White Collar Travel: Five embarrassing confessions of a business traveler

Business travelers love to look poised, in control and too important for mere words, but there’s a dark side to the lifestyle that can be downright comical. Sure, some of it will come across as sad, depressing or simply stupid. When you step back from it, though, it’s hard not to let out a chuckle. The trivial becomes incredibly serious, and almost every situation seems like an opportunity to pull off some grand scam that truly isn’t worth the effort.

I’ll confess: I was guilty of much (well, all) of what you’re about to read.
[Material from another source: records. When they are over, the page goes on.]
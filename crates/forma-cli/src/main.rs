//! Binary entry point for `forma`.
//!
//! `main` only wires the delivery surface together: parse arguments,
//! install logging, load the app config, build the output manager, run
//! one command handler, and turn any failure into a message plus an
//! exit code. Everything with domain meaning lives in `forma-core` and
//! `forma-adapters`.
//!
//! Exit codes: 0 success, 1 internal error, 2 invalid input, 3 plugin
//! not found, 4 configuration error. Clap itself exits with 2 on usage
//! errors, which matches the invalid-input row.

use std::io::IsTerminal as _;
use std::process::ExitCode;

use clap::Parser;
use tracing::debug;

use crate::{
    cli::{Cli, Commands},
    config::AppConfig,
    error::{CliError, CliResult},
    logging::init_logging,
    output::OutputManager,
};

mod cli;
mod commands;
mod config;
mod error;
mod logging;
mod output;

fn main() -> ExitCode {
    // .env first so RUST_LOG and NO_COLOR from it are seen below.
    let _ = dotenvy::dotenv();

    let cli = Cli::parse();

    if let Err(e) = init_logging(&cli.global) {
        eprintln!("failed to initialise logging: {e}");
        return ExitCode::from(1);
    }

    let app_config = match AppConfig::load(cli.global.config.as_ref()) {
        Ok(loaded) => loaded,
        Err(e) => {
            tracing::error!("failed to load configuration: {e:#}");
            eprintln!("configuration error: {e:#}");
            return ExitCode::from(4);
        }
    };

    let output = OutputManager::new(&cli.global, &app_config);
    debug!(verbose = cli.global.verbose, quiet = cli.global.quiet, "starting");

    match dispatch(cli, app_config, output) {
        Ok(()) => ExitCode::SUCCESS,
        Err(e) => report_failure(e),
    }
}

fn dispatch(cli: Cli, app_config: AppConfig, output: OutputManager) -> CliResult<()> {
    match cli.command {
        Commands::Generate(cmd) => commands::generate::execute(cmd, app_config, output),
        Commands::Plugins(cmd) => commands::plugins::execute(cmd, output),
        Commands::Policy(cmd) => commands::policy::execute(cmd, output),
        Commands::Completions(cmd) => commands::completions::execute(cmd),
    }
}

/// The single point where a structured error becomes stderr text and an
/// OS exit code.
fn report_failure(err: CliError) -> ExitCode {
    err.log();
    eprint!("{}", err.render(std::io::stderr().is_terminal()));
    ExitCode::from(err.exit_code())
}

// ── tests ─────────────────────────────────────────────────────────────────────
I can take some comfort in the fact that I wasn’t alone, but that also means I spent a lot of years associated with some pretty strange people.

1. Hoarding soap
Might as well start off with the lowest of the low: I’d always swipe the soap. It’ not because I was broke – if I were, stealing soap wouldn’t have done much for me. How much does the average guy spend on soap? Ten bucks a month? I’ve never broken down the expense, but it can’t be more than a rounding error in the average household’s budget. In pocketing the soap, felt like I was somehow winning an undefined competition. One day I realized I had more soap under the sink than I’d ever use and called it quits. Well, it wasn’t a lifetime’s worth – I’d only scrounged enough for around two years.

2. Dashboard Chinese

Expense management was always a priority – and not just for the company. I quickly realized that you could scrounge a few extra bucks if you got creative with your meals. Generally speaking, you could count on at least one team dinner a week, which meant no cash but you got to eat better than a normal human being.

The other meals on the road? Skip breakfast in favor of in-room coffee (or nab something free if complimentary continental breakfast). Lunch was best in a subsidized employee cafeteria, or absent that you go on the cheap with pizza or a burger. So far, the day cost around $5, against $5 for breakfast and $10 for lunch (back then, at least). Dinner’s the tough one, and you only get $20. On one project, I found I could get a quart (yes, that’s how it was measured) of chicken and broccoli at a frightening-looking Chinese restaurant on some back road in Whippany, New Jersey … for $5.

Per diem: $35
Total cost: $10
Difference: $25
X5 days on the road: $125

It may seem demented at first, but that strategy turned into an extra $500 a month.

3. Road warrior
Why fly when you can drive? While the prevailing view of business travelers is that we’re addicted to points, the reality is that we all cave in the face of something far more attractive: cash. Mileage is better than miles, especially since it accumulates more quickly and offers faster gratification. Driving distances that should be flown was a great way to stuff your bank account, especially if you were about to leave the road to look for a new job.

4. Overpaying for points
Well, it’s not always true that we’ll take cash over points. Perhaps the greatest flaw in economics is that human beings are rational – especially human beings who spend 15 hours a week on planes and in airports. There are circumstances in which points trump cash, even though this is irrational behavior. Now, I’m not talking about actually buying points (at least not directly). But, when you have a choice between airlines, it’s often tempting to take the more expensive ticket on the airline on which you’ve been accumulating miles, even if you have to pay the difference personally. It’s rationalized as the present cost of a future upgrade.

5. Accepting a layover
Like overpaying for miles, this isn’t entirely rational (okay, it’s not even close). When the time you spend at home every week is measured in hours rather than days, you’d think nothing matters more than taking the shortest route possible from Point A to Point B. When you’re living on a precarious balance of caffeine, nicotine, liquor, adrenaline and greed, however, there’s little room for that sort of thinking. To keep your miles on one airline, you accept a layover rather than switch airlines to spend less time in the sky. Trust me: it makes sense at the time … even though you’ll never use them.